Besides, as the Wheaton ruling makes very clear, we can't trust the majority of this Court to abide by the logic of any of its previous decisions -- which implies that the logic of the majority on cases involving sexual matters is not jurisprudential, but theological, and of the most conservative kind. Sotomayor is right:  you can't take the Court at its word anymore.  Of course, this has been true since Bush v. Gore, when the Court elevated the Boy Emperor to his throne.    

 

Behind the judicial intuitionism lies a Catholic dogma, that to abort a fertilized ovum is a grievous objective crime (even if it is not established that the four contraceptives are abortofacient in this sense as the plaintiffs feel they are). If the five men were members of a sect believing that blood transfusion was against nature they would probably practice their judicial intuitionism on that front. Since the judgment says nothing about the objective correctness or incorrectness of the moral judgment on alleged abortifacients it really does come down to whether judges intuitively like or dislike the claims brought forward by religious complainants.

First,Obamacare was passed by a democratic controlled Senate and House.
Second, the contraception and abortion mandates are not part of the  ACA Law but a regulation of the HHS department.

Lost in the sound and fury coming from the left in reaction to the Supreme Court’s decision in Hobby Lobby is this point, made in a letter to the San Francisco Chronicle by Emmett C. Stanton:

People choose to forget that when Obamacare passed so narrowly, it was in large part because the administration misled pro-life Democrats about its abortion and abortifacient coverage.

The legislation never would have passed if the regulation that the Department of Health and Human Services later imposed on employers had been included in the law itself. And, needless to say, Obamacare never would have passed if Congress had honestly chosen to exempt it from the Religious Freedom Restoration Act, which it had the unquestioned power to do.

All the Supreme Court did was hold that RFRA – introduced in the House by Chuck Schumer, passed unanimously in the House and passed by a 97-3 vote in the Senate with the strong support of Ted Kennedy – trumped a mere administrative regulation.

E.Patrick is correct, Prof. Kaveny is way off when she suggests that "the consciences of some religious people must be weighed against the health-care concerns of women more generally, **as judged by the people's legitimately elected representatives**."

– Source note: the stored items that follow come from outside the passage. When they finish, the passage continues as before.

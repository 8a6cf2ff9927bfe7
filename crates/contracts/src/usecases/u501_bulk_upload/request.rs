use serde::{Deserialize, Serialize};

use crate::enums::upload_module::UploadModule;

/// Multipart field name the backend reads the file from.
pub const FILE_FIELD: &str = "file";

/// Extensions accepted for bulk upload. Matching is case-sensitive.
pub const ACCEPTED_EXTENSIONS: [&str; 2] = [".csv", ".txt"];

/// Column layout of one upload row.
pub const ROW_FORMAT: &str = "dat_proce;cpf_cnpj;cliente;email;dat_cadastro";

/// Example row shown next to the upload area.
pub const ROW_EXAMPLE: &str = "2025-07-06;77845896512;Rodrigo Pepe;rodrigo@uol.com.br;2025-06-02";

/// Query string of `POST /contribuinte/bulk-upload`
#[derive(Debug, Clone, Copy, PartialEq, Eq, Serialize, Deserialize)]
pub struct BulkUploadQuery {
    pub module: UploadModule,
}

#[cfg(test)]
mod tests {
    use super::*;

    #[test]
    fn row_format_has_five_columns() {
        assert_eq!(ROW_FORMAT.split(';').count(), 5);
        assert_eq!(ROW_EXAMPLE.split(';').count(), 5);
    }

    #[test]
    fn query_serializes_module_code() {
        let query = BulkUploadQuery {
            module: UploadModule::B,
        };
        assert_eq!(
            serde_json::to_value(query).unwrap(),
            serde_json::json!({ "module": "B" })
        );
    }
}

Our "legitimately elected representatives" have decided nothing about contraceptive coverage. Here's what happened instead: 
 

-Congress didn't mandate contraceptive coverage - it deferred to HHS;

-HHS didn't mandate contraceptive coverage - it deferred to HRSA (an HHS subcommittee);

HRSA didn't mandate contraceptive coverage - it deferred to IOM;

-IOM didn't mandate contraceptive coverage - it deferred to a "committee of experts"; 

-11 of the 15 people on the "committee of experts" had strong ties to NARAL, Planned Parenthood, or other pro-abortion groups 

-The committee acknowledged that its review was a rush job, because time pressures created by the Affordable Care Act "prevented a serious and systematic review of evidence for preventative services." 

Kaveny writes, "the legitimate interests of . . . the employees . . . evidently have no standing.  In this instance, it seems that more money buys you more religious freedom--and more freedom to infringe on the choices of others."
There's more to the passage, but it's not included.